FastMail, by comparison, provides a much more detailed rules support, including the ability to provide them directly in Sieve language, and it allows forward-and-delete of email as well, which is exactly what the NewsBlur integration needs (although to note, while you can see the interface for do that, trial accounts can’t set up forwarding rules!) And yes, the “Add Rule from Message” flow defaults to the list identifier for the messages. Also, to one-up even Gmail on this, you can set those rules from the mobile app as well — and if you think this is not that big of a deal, just think of much more likely you are to have spare time to do this kind of boring tasks while waiting for your train (if you commute by train, that is).
In terms of features, it seems like FastMail has the clear upper hand. Even ignoring the calendar provided, it supports the modern “Snooze” concept, letting mail show up later in the day or the week (which is great when, say, you don’t want to keep the unread email about your job interviews to show up on your mail inbox at the office), and it even has the ability to permanently delete messages in certain folders on after a certain amount of days — just like gmaillabelpurge
! I think this last feature is the one that made me realize I really just need to use FastMail.
Sending It All Out
As I said earlier, even before trying to decide which one of the two providers to try, I gave up on the idea of being able to use either of them with git send-email
to send kernel patches and similar. Neither of them supports OAuth2 authentication, and I was told there’s no way to set up a “send-only” environment.
My solution to this was to bite the bullet and deal with a real(ish) sendmail
implementation again, by using a script that would connect over SSH to one of my servers, and use the postfix instance there (noting that I’m trying to cut down on having to run my own servers). I briefly considered using my HTPC for that, but then I realized that it would require me to put my home IP addresses in the SPF records for my domain, and I didn’t really want to publicise those as much.
But it turned out the information I found was incorrect. FastMail does support SMTP-only Application Specific Passwords! This is an awesomely secure feature that not even Gmail has right now, and it makes it a breeze to configure Git for it, and the worst that can happen is that someone can spoof your email address, until you figure it out. That does not mean that it’s safe to share that password around, but it does make it much less risky to keep the password on, say, your laptop.

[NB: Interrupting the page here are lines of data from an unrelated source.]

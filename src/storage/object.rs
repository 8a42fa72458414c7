//! Typed access to the Git object store.
//!
//! libgit2 hands back untyped objects and untyped errors; this module pins
//! both down. Lookups return exactly the object kind the caller asked for
//! (or `KindMismatch`), and the error classifiers below are what the commit
//! protocol and the database layer use to tell "the ref moved under us"
//! apart from "the ref does not exist".

use git2::{ErrorClass, ErrorCode, ObjectType, Repository};

use crate::error::{Error, Result};
use crate::storage::types::TreeId;

/// Hex id of the empty tree. Writing a tree builder with no entries always
/// produces this object.
pub const EMPTY_TREE_HEX: &str = "4b825dc642cb6eb9a060e54bf8d69288fbee4904";

/// Look up `id` and return it as a tree.
pub(crate) fn lookup_tree(repo: &Repository, id: git2::Oid) -> Result<git2::Tree<'_>> {
    let obj = repo
        .find_object(id, None)
        .map_err(|_| Error::NotFound(id.to_string()))?;
    obj.into_tree().map_err(|obj| Error::KindMismatch {
        path: id.to_string(),
        expected: "tree",
        found: kind_name(obj.kind()),
    })
}

/// Look up `id` and return it as a blob.
pub(crate) fn lookup_blob(repo: &Repository, id: git2::Oid) -> Result<git2::Blob<'_>> {
    let obj = repo
        .find_object(id, None)
        .map_err(|_| Error::NotFound(id.to_string()))?;
    obj.into_blob().map_err(|obj| Error::KindMismatch {
        path: id.to_string(),
        expected: "blob",
        found: kind_name(obj.kind()),
    })
}

/// Look up `id` and return it as a commit.
pub(crate) fn lookup_commit(repo: &Repository, id: git2::Oid) -> Result<git2::Commit<'_>> {
    let obj = repo
        .find_object(id, None)
        .map_err(|_| Error::NotFound(id.to_string()))?;
    obj.into_commit().map_err(|obj| Error::KindMismatch {
        path: id.to_string(),
        expected: "commit",
        found: kind_name(obj.kind()),
    })
}

/// Look up the commit a ref points at. `None` if the ref does not exist or
/// does not resolve to a commit.
pub(crate) fn lookup_tip<'r>(repo: &'r Repository, refname: &str) -> Option<git2::Commit<'r>> {
    let reference = repo.find_reference(refname).ok()?;
    let target = reference.target()?;
    lookup_commit(repo, target).ok()
}

/// Write the empty tree and return its id (always [`EMPTY_TREE_HEX`]).
pub(crate) fn empty_tree_id(repo: &Repository) -> Result<TreeId> {
    let builder = repo.treebuilder(None)?;
    Ok(TreeId::new(builder.write()?))
}

/// True if `err` means a ref update was refused because the ref's value
/// changed since it was read. This is the CAS point of the commit protocol;
/// the caller is expected to re-read and retry, not to surface the error.
pub(crate) fn is_concurrency_conflict(err: &git2::Error) -> bool {
    err.code() == ErrorCode::Modified && err.class() == ErrorClass::Object
}

/// True if `err` means a named reference does not exist.
pub(crate) fn is_no_such_ref(err: &git2::Error) -> bool {
    err.code() == ErrorCode::NotFound && err.class() == ErrorClass::Reference
}

pub(crate) fn kind_name(kind: Option<ObjectType>) -> &'static str {
    match kind {
        Some(ObjectType::Blob) => "blob",
        Some(ObjectType::Tree) => "tree",
        Some(ObjectType::Commit) => "commit",
        Some(ObjectType::Tag) => "tag",
        _ => "unknown object",
    }
}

I would even venture that this is even safer than the sendgmail
approach that I linked above, as the other one requires full mail access with the token, which can easily be abused by an attacker.
Conclusion
So at the end of this whole odyssey, I decided to stick with FastMail.
ProtonMail sounds good on paper, but it give me the impression that it’s overengineered in implementation, and not thought out enough in feature design. I cannot otherwise see how many basic features (forwarding filters, send-only protocol support — C-S-c to add a CC line) would otherwise be missing. And I’m very surprised about the security angle for the whole service.
FastMail does have some rough edges, particularly on their webapp. Small things, like being able to right-click to get a context menu would be nice. U2F support is clearly lacking: having it work on their Android app for me would be a huge step forward. And I should point out that FastMail has a much friendlier way to test its service, as the 30 days free option includes nearly all of the functionality and enough space to test an import of the data from a 10 years old Gmail.